» Data records:
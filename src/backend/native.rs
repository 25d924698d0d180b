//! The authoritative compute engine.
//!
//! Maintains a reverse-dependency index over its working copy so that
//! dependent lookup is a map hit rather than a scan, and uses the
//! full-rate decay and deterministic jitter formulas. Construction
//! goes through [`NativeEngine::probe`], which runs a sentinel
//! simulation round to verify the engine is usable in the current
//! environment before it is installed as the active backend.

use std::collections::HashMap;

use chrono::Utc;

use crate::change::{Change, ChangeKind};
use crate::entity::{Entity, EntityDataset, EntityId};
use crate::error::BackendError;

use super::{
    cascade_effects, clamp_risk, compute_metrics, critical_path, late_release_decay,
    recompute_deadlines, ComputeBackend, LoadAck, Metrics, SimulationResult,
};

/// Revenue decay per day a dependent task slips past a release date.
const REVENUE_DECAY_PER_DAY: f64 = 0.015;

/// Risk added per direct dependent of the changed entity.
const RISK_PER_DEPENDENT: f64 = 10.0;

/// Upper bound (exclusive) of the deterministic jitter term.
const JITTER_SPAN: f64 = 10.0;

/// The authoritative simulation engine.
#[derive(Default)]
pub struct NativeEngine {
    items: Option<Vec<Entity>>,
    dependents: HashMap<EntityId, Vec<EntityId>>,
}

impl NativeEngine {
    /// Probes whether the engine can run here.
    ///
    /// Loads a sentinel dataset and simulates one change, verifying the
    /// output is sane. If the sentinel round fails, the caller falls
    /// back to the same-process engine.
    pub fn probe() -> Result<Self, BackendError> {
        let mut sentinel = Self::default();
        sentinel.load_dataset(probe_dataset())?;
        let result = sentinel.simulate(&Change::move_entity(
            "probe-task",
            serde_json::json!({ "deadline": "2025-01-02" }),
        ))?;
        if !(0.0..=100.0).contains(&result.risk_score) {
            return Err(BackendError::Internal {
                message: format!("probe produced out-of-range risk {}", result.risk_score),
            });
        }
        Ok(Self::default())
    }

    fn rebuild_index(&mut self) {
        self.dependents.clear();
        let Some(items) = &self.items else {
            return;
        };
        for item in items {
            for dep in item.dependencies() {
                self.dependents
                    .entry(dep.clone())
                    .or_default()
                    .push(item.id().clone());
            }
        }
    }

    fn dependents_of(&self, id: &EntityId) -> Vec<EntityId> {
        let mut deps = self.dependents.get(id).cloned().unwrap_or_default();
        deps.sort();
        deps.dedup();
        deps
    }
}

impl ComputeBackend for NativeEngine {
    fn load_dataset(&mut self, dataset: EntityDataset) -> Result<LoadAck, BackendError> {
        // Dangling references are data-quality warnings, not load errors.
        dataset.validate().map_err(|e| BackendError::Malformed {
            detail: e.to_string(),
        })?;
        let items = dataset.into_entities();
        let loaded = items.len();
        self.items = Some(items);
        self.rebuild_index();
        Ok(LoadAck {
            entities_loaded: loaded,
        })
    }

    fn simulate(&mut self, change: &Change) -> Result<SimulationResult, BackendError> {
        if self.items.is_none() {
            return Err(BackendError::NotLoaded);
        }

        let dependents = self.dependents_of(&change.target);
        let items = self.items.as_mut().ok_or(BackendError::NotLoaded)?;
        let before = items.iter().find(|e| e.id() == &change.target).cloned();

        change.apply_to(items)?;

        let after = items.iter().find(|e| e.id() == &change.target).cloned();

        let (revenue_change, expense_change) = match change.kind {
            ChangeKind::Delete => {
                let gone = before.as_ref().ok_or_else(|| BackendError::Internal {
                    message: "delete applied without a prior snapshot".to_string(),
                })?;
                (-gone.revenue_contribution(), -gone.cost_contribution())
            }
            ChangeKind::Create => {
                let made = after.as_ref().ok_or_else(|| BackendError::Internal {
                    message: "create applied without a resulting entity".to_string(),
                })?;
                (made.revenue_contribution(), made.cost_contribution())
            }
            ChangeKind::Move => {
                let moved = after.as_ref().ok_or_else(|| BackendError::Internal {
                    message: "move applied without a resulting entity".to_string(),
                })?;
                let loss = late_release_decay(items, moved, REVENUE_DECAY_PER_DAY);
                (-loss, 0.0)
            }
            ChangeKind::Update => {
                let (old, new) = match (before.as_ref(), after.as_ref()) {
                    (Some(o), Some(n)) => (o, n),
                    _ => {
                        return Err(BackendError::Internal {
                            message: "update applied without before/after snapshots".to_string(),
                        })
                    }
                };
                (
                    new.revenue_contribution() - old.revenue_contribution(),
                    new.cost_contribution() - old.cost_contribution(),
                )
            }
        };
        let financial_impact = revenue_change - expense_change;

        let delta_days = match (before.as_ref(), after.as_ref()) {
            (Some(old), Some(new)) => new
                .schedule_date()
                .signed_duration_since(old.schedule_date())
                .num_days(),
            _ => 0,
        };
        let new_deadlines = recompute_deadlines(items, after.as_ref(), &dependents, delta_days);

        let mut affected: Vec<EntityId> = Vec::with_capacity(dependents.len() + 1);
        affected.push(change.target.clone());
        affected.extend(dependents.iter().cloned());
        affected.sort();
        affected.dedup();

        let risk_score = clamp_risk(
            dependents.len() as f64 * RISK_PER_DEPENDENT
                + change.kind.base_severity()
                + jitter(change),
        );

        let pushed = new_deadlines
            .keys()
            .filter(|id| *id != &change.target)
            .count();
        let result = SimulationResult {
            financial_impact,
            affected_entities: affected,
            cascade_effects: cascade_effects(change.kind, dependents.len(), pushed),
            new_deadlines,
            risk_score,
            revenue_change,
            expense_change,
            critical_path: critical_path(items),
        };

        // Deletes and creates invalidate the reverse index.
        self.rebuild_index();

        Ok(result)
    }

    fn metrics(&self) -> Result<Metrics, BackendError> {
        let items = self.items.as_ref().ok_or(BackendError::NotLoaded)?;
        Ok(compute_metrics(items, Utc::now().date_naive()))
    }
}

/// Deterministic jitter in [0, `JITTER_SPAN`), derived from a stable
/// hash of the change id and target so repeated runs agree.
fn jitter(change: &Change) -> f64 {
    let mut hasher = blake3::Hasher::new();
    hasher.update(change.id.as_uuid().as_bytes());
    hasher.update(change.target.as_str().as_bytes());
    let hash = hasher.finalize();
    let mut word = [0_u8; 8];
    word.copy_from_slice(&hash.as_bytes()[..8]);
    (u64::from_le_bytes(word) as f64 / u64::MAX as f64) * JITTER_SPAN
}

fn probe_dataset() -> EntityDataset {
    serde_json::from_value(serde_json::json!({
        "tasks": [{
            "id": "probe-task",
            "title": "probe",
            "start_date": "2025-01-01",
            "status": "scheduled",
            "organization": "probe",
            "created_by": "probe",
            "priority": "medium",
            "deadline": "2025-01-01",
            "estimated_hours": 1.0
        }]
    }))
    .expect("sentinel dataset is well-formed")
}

==

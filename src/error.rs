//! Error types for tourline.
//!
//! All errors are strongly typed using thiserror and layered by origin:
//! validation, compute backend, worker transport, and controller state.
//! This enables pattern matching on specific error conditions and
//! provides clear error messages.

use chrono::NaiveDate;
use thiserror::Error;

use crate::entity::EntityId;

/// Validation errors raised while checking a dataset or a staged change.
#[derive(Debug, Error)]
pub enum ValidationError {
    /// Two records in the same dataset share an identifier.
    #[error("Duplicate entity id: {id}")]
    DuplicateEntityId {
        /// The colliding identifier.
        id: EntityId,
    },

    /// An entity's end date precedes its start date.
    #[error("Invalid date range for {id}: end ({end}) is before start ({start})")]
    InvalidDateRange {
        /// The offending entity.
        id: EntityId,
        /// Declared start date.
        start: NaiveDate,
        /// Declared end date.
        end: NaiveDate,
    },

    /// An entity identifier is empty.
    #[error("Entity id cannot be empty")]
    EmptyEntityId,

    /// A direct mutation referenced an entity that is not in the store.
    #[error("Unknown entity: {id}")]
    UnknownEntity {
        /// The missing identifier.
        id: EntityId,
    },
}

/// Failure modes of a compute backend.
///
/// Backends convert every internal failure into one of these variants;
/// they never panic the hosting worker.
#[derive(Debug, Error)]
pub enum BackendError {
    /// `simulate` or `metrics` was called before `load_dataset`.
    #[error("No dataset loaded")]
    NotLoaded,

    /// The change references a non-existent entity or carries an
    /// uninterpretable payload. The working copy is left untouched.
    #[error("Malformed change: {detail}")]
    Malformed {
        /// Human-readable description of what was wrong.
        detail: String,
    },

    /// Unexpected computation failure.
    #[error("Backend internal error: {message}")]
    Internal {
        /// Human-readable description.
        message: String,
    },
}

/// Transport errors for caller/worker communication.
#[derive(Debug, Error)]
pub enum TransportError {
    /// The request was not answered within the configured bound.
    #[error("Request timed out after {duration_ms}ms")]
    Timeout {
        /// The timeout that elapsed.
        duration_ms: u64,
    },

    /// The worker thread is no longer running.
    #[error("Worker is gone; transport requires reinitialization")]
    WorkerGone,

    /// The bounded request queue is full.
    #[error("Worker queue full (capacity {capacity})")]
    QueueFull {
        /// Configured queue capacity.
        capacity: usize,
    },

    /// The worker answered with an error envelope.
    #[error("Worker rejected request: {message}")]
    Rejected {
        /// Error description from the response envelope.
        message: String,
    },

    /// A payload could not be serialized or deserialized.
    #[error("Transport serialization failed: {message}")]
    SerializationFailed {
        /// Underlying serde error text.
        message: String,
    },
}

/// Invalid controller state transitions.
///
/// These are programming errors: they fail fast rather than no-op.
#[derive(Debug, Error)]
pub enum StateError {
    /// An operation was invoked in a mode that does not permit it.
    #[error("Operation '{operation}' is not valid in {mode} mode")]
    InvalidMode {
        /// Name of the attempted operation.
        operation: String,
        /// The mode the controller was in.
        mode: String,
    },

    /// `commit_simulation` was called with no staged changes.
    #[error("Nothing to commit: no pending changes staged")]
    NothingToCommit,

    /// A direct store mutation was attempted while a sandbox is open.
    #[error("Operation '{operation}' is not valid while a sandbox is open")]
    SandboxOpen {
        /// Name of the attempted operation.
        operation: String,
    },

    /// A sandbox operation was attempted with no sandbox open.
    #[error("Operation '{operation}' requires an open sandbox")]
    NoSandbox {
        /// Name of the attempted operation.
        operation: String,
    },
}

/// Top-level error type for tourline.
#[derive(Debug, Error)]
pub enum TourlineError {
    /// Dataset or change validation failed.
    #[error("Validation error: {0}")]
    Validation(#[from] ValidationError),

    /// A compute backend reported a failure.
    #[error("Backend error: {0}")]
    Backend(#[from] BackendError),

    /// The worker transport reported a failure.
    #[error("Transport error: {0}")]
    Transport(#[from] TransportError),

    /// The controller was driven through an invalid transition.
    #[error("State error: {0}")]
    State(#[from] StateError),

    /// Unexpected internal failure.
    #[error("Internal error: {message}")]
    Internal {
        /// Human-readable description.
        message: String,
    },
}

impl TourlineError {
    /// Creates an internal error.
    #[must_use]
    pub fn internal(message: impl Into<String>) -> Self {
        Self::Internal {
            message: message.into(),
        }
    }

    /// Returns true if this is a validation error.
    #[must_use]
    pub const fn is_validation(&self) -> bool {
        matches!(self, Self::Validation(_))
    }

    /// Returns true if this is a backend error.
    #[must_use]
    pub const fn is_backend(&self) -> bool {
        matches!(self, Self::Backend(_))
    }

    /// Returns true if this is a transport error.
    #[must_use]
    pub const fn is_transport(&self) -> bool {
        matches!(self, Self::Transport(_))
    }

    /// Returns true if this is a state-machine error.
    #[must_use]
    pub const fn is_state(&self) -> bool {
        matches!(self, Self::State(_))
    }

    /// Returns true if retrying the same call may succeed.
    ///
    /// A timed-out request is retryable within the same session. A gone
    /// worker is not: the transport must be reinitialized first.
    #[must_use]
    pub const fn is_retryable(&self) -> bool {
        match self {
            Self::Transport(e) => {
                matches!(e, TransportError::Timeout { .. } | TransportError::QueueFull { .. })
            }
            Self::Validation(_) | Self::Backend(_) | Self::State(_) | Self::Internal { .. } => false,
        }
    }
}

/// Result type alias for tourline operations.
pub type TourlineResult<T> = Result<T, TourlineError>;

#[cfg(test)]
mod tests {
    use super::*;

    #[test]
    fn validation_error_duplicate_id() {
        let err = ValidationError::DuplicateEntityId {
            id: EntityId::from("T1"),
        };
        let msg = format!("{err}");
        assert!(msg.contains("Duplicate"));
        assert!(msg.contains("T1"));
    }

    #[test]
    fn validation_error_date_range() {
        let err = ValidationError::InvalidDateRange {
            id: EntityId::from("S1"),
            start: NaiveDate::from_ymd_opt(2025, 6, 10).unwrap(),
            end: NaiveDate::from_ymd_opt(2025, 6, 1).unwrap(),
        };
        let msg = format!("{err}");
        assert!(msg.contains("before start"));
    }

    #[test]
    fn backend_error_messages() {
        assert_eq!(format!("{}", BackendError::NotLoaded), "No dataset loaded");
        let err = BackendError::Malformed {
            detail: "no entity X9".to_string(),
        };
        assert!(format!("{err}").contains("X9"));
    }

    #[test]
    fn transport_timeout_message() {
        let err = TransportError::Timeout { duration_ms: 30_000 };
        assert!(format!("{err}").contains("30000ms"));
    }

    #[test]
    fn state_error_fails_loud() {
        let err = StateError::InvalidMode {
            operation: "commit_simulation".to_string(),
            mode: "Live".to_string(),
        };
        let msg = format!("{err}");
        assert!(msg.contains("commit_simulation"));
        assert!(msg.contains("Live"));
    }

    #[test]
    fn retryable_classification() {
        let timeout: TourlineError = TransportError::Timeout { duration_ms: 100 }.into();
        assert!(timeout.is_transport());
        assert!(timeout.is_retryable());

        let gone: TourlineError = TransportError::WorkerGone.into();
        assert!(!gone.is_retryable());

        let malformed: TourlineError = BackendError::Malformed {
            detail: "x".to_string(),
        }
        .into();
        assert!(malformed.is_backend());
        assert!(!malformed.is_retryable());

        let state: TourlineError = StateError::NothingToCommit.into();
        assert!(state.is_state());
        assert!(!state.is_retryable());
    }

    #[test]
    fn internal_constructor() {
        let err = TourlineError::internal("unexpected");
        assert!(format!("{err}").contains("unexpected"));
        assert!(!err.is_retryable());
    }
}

» What the task requires: Word for word, restate the lines of the data above that fall between the line holding "filename src/backend/native.rs" and the line holding "const JITTER_SPAN: f64 = 10.0;", inclusive, and no other lines.

» Exercise output:
filename src/backend/native.rs
repository 25d924698d0d180b
//! The authoritative compute engine.
//!
//! Maintains a reverse-dependency index over its working copy so that
//! dependent lookup is a map hit rather than a scan, and uses the
//! full-rate decay and deterministic jitter formulas. Construction
//! goes through [`NativeEngine::probe`], which runs a sentinel
//! simulation round to verify the engine is usable in the current
//! environment before it is installed as the active backend.

use std::collections::HashMap;

use chrono::Utc;

use crate::change::{Change, ChangeKind};
use crate::entity::{Entity, EntityDataset, EntityId};
use crate::error::BackendError;

use super::{
    cascade_effects, clamp_risk, compute_metrics, critical_path, late_release_decay,
    recompute_deadlines, ComputeBackend, LoadAck, Metrics, SimulationResult,
};

/// Revenue decay per day a dependent task slips past a release date.
const REVENUE_DECAY_PER_DAY: f64 = 0.015;

/// Risk added per direct dependent of the changed entity.
const RISK_PER_DEPENDENT: f64 = 10.0;

/// Upper bound (exclusive) of the deterministic jitter term.
const JITTER_SPAN: f64 = 10.0;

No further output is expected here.